* [Exercise details]: Gather each line in the entries that includes the string "trace".

[Entries provided — start]

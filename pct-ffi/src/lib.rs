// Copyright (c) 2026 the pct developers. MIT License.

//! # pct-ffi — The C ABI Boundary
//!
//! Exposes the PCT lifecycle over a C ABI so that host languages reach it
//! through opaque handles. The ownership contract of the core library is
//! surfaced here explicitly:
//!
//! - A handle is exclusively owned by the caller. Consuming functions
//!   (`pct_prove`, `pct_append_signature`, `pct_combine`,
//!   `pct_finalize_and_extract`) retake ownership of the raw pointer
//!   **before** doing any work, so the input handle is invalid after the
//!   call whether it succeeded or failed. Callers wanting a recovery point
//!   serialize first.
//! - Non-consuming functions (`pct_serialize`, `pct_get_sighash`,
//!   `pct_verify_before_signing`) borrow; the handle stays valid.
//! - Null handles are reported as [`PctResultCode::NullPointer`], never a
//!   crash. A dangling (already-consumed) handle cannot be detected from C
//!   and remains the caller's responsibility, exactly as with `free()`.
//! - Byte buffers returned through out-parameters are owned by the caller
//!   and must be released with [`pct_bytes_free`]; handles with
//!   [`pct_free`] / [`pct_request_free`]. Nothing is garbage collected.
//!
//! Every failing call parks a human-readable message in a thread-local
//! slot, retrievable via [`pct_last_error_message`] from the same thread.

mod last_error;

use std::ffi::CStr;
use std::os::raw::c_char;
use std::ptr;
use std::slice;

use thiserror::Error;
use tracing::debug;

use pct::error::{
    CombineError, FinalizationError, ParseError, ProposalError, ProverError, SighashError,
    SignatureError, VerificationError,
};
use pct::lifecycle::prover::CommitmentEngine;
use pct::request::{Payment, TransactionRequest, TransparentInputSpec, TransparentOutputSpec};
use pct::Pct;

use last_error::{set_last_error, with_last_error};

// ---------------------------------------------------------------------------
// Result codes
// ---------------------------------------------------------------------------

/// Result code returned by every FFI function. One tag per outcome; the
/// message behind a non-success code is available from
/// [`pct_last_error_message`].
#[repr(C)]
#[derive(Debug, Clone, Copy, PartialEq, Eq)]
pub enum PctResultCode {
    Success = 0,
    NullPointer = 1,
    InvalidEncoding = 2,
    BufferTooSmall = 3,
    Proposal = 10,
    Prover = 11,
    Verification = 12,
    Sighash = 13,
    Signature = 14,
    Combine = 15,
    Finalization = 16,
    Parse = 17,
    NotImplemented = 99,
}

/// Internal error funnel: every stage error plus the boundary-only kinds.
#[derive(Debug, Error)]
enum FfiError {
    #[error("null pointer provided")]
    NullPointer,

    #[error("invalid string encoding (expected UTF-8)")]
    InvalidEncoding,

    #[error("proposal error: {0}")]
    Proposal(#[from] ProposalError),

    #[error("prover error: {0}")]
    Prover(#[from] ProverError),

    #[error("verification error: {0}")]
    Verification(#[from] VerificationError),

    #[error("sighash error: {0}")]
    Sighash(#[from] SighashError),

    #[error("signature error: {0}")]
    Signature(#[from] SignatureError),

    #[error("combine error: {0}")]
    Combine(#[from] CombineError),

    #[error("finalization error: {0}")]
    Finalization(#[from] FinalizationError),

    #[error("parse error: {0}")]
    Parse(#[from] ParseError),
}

[Entries provided — finish]
[Entries provided — start]

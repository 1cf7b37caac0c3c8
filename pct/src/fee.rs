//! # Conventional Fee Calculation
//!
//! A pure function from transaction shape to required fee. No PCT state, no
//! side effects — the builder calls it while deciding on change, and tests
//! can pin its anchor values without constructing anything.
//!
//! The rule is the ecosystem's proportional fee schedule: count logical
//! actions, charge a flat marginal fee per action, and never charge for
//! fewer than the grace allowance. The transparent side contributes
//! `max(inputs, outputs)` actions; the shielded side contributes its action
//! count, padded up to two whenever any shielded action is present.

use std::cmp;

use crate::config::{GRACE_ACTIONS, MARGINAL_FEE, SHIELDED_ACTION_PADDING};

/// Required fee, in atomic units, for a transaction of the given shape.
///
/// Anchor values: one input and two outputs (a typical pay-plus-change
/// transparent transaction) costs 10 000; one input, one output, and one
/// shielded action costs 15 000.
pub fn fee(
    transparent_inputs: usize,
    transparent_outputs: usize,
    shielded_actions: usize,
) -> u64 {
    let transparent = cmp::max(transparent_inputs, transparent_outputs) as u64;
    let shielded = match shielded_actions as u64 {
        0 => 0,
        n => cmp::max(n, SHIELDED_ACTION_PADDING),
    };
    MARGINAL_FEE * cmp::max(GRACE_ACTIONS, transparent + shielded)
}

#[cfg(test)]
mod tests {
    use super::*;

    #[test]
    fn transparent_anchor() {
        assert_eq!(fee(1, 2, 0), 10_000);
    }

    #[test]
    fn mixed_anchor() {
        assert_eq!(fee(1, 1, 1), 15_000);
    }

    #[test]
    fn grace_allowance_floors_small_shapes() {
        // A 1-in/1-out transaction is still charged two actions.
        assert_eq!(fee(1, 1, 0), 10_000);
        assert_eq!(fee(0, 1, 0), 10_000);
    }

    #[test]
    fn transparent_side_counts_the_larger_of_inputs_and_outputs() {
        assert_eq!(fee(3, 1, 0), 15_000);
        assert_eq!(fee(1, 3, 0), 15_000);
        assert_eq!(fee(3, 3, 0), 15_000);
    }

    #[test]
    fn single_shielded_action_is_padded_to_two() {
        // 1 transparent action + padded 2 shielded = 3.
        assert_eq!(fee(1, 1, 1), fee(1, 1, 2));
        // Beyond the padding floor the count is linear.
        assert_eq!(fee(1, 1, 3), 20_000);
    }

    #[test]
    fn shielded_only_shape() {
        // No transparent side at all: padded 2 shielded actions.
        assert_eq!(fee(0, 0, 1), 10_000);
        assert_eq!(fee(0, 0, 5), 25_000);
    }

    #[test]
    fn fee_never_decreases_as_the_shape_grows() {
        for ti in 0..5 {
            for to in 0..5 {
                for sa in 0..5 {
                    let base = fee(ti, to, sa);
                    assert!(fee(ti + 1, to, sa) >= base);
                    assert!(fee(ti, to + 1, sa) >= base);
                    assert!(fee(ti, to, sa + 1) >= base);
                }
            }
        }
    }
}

[Entries provided — finish]
[Entries provided — start]

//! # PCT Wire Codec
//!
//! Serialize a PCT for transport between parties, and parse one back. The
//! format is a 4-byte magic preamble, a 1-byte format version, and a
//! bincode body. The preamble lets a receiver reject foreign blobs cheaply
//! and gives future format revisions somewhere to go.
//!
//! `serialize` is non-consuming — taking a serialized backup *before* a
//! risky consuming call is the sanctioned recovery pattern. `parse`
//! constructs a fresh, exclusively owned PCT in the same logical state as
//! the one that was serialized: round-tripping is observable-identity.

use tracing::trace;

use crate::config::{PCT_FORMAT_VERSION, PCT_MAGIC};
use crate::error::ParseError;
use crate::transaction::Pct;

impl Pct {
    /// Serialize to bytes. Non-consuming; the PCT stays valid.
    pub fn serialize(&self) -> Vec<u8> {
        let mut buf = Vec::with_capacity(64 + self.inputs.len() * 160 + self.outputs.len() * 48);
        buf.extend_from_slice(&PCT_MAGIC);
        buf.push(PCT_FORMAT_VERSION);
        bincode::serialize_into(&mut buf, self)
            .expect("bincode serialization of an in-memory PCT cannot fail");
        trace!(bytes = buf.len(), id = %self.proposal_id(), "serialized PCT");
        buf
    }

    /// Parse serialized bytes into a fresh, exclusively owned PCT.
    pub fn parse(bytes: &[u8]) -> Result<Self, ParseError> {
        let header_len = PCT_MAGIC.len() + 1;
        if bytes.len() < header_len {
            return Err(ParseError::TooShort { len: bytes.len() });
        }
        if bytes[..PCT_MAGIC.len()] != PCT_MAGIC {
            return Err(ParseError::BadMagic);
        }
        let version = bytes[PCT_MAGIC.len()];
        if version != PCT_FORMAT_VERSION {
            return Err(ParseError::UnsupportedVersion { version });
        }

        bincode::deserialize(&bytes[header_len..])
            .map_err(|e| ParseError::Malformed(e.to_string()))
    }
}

[Entries provided — finish]

* [Solution]:
use tracing::trace;
        trace!(bytes = buf.len(), id = %self.proposal_id(), "serialized PCT");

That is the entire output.